AIM OF THE TASK
In the entries below, find the line with "entry form fields." and print exactly every line from there up to and including the line with "fn require_login(state: &AppState, session: &ClientSession)", with no other lines.
──────
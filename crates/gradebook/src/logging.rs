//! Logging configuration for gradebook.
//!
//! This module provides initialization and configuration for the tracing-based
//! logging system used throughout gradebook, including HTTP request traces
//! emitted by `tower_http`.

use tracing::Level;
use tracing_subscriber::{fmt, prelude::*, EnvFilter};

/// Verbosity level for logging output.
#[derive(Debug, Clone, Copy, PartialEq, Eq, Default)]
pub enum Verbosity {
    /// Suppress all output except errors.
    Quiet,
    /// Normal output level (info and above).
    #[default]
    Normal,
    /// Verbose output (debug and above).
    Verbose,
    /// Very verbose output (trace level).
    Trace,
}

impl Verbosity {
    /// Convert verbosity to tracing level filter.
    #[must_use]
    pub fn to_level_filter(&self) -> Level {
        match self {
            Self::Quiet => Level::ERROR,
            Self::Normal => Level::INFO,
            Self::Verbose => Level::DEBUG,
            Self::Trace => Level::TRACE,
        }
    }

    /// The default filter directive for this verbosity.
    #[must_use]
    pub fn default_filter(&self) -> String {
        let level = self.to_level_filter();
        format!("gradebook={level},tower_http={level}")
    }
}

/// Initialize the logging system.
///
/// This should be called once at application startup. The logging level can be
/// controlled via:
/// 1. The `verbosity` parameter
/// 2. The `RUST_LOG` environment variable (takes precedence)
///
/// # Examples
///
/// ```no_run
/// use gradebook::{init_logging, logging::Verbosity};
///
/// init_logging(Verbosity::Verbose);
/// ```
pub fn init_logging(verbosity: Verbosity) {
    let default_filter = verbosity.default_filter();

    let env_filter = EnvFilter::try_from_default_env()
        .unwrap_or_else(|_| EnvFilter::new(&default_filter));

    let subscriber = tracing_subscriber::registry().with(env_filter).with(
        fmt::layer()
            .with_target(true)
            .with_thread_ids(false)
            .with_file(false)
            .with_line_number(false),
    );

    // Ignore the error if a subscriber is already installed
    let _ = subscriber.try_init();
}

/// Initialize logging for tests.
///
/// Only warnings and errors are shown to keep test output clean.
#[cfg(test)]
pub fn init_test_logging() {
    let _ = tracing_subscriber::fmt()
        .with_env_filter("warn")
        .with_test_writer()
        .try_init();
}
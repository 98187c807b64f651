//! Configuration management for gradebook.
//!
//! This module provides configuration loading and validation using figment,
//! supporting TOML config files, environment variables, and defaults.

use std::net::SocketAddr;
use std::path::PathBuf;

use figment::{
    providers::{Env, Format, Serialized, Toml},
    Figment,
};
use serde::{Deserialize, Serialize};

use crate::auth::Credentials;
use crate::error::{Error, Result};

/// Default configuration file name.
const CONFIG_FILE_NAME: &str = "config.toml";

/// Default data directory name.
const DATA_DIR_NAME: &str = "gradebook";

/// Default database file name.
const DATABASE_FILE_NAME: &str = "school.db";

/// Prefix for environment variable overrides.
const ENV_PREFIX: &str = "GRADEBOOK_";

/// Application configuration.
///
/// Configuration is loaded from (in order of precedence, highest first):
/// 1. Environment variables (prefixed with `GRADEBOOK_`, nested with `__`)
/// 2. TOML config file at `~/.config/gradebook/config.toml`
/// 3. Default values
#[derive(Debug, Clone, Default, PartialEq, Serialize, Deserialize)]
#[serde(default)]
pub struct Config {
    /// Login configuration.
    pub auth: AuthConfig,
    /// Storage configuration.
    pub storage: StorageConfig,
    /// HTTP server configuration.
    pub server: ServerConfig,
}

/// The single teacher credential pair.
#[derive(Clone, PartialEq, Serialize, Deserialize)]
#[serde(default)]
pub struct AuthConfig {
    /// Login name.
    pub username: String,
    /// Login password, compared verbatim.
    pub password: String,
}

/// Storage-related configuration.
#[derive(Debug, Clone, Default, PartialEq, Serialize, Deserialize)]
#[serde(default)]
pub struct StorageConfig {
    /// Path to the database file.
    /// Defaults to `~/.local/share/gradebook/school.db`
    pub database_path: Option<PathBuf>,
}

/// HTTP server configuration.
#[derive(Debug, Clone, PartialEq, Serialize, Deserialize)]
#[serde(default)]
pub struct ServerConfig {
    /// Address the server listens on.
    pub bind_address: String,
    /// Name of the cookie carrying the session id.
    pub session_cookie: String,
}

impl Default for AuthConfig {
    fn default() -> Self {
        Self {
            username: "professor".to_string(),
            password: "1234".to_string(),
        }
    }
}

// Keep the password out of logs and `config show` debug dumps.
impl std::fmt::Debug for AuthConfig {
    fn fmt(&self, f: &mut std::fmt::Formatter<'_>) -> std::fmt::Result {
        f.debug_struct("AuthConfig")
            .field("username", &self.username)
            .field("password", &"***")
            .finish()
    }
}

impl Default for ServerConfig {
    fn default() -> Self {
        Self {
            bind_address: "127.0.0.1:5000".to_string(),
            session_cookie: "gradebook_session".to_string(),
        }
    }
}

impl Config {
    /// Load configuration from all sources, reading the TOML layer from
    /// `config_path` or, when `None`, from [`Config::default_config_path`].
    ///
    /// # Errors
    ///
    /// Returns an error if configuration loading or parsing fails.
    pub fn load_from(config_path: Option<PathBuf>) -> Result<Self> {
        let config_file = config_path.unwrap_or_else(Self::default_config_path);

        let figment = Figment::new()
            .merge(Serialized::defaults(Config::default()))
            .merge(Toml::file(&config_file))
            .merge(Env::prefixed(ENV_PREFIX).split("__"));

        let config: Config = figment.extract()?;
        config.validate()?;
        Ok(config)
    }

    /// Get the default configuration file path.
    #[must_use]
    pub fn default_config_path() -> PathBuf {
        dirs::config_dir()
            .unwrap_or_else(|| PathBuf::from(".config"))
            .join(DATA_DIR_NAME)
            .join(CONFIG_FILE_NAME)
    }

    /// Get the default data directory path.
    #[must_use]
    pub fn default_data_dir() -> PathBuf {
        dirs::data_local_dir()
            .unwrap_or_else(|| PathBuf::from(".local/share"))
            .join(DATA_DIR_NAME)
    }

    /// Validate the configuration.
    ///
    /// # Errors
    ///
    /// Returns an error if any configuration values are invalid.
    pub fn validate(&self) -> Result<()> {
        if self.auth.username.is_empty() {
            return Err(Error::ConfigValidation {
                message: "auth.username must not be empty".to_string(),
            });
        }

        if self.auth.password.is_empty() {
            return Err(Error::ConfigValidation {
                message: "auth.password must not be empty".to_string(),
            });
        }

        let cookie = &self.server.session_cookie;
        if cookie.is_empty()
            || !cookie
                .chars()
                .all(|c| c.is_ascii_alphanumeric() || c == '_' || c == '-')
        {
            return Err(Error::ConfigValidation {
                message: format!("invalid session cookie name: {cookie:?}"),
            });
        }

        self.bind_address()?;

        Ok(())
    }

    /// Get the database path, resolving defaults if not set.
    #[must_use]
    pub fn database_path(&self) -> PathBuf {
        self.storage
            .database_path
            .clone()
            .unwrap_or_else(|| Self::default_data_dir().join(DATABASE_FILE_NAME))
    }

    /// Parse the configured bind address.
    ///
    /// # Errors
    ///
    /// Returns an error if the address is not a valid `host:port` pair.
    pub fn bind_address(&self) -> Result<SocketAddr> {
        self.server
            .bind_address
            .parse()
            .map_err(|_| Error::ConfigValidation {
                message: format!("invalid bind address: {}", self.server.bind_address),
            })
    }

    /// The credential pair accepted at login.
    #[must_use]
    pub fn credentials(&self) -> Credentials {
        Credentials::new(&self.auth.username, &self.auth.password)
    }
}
──────
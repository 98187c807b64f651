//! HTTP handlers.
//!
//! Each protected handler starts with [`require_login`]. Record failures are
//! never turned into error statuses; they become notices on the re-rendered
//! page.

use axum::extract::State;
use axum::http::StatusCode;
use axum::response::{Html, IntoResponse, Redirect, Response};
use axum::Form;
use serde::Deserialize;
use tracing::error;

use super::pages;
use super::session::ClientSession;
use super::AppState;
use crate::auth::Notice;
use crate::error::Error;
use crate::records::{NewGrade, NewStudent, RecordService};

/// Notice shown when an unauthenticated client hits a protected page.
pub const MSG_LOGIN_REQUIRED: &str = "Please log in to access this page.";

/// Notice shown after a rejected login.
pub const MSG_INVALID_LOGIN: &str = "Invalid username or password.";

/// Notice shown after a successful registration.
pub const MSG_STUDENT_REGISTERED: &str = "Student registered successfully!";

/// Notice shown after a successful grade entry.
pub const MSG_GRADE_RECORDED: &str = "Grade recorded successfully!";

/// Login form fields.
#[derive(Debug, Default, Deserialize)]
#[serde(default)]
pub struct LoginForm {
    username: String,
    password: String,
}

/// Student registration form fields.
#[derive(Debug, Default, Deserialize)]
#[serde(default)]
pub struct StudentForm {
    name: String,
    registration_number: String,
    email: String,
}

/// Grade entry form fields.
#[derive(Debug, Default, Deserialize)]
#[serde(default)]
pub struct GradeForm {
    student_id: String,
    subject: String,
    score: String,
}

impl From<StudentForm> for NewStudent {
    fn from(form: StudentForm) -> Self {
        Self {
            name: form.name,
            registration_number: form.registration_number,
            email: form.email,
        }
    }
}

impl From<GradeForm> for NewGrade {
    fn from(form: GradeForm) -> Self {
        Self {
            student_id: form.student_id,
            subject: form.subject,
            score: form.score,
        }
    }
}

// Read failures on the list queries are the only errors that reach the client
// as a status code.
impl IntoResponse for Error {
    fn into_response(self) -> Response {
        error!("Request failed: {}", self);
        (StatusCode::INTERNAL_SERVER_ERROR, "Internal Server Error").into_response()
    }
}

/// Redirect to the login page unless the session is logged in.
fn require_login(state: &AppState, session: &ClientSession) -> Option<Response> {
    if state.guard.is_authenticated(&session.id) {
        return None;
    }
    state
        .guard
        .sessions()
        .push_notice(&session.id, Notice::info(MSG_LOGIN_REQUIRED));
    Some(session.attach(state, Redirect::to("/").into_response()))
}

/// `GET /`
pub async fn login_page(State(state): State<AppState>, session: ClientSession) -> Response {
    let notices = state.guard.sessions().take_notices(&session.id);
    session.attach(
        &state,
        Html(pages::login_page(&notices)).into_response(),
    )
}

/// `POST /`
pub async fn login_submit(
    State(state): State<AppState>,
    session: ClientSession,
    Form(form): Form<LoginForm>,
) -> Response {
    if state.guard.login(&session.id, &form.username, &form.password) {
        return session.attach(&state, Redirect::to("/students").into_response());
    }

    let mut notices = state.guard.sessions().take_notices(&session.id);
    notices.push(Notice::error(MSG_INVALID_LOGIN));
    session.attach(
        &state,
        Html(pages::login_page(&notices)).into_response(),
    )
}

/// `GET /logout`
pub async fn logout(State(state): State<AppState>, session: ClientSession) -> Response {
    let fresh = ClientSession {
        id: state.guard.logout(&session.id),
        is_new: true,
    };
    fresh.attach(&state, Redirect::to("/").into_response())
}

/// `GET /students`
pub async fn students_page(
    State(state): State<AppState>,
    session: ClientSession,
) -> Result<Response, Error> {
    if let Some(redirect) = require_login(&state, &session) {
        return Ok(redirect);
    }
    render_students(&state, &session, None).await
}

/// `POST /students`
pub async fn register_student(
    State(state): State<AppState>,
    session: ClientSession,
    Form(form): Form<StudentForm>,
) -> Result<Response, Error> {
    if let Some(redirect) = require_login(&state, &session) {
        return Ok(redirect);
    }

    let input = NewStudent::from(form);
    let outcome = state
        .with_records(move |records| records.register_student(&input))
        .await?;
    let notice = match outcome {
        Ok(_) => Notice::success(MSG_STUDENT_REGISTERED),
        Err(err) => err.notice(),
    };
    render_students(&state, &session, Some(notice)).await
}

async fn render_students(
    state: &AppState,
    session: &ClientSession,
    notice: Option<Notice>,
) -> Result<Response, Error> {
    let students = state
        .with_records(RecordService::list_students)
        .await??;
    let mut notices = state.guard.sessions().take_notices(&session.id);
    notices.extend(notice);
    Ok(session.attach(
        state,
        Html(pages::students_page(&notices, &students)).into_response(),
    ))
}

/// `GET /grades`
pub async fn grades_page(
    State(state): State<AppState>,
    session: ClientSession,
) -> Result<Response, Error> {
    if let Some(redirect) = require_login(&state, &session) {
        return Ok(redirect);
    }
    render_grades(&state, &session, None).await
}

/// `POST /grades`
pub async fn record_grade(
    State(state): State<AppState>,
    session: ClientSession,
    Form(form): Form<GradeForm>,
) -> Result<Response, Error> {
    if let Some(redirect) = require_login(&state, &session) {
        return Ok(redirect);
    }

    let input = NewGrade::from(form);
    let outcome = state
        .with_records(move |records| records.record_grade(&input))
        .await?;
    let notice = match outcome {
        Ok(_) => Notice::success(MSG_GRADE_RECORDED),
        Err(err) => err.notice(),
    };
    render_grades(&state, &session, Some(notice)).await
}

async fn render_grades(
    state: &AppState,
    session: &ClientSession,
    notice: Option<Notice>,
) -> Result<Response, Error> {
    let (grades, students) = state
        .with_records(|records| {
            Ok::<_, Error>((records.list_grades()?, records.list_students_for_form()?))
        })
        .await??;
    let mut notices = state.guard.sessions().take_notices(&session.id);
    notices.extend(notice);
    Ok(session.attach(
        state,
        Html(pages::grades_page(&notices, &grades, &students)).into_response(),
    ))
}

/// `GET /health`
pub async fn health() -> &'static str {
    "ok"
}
──────
RESPONSE BOX
/// Grade entry form fields.
#[derive(Debug, Default, Deserialize)]
#[serde(default)]
pub struct GradeForm {
    student_id: String,
    subject: String,
    score: String,
}

impl From<StudentForm> for NewStudent {
    fn from(form: StudentForm) -> Self {
        Self {
            name: form.name,
            registration_number: form.registration_number,
            email: form.email,
        }
    }
}

impl From<GradeForm> for NewGrade {
    fn from(form: GradeForm) -> Self {
        Self {
            student_id: form.student_id,
            subject: form.subject,
            score: form.score,
        }
    }
}

// Read failures on the list queries are the only errors that reach the client
// as a status code.
impl IntoResponse for Error {
    fn into_response(self) -> Response {
        error!("Request failed: {}", self);
        (StatusCode::INTERNAL_SERVER_ERROR, "Internal Server Error").into_response()
    }
}

/// Redirect to the login page unless the session is logged in.
fn require_login(state: &AppState, session: &ClientSession) -> Option<Response> {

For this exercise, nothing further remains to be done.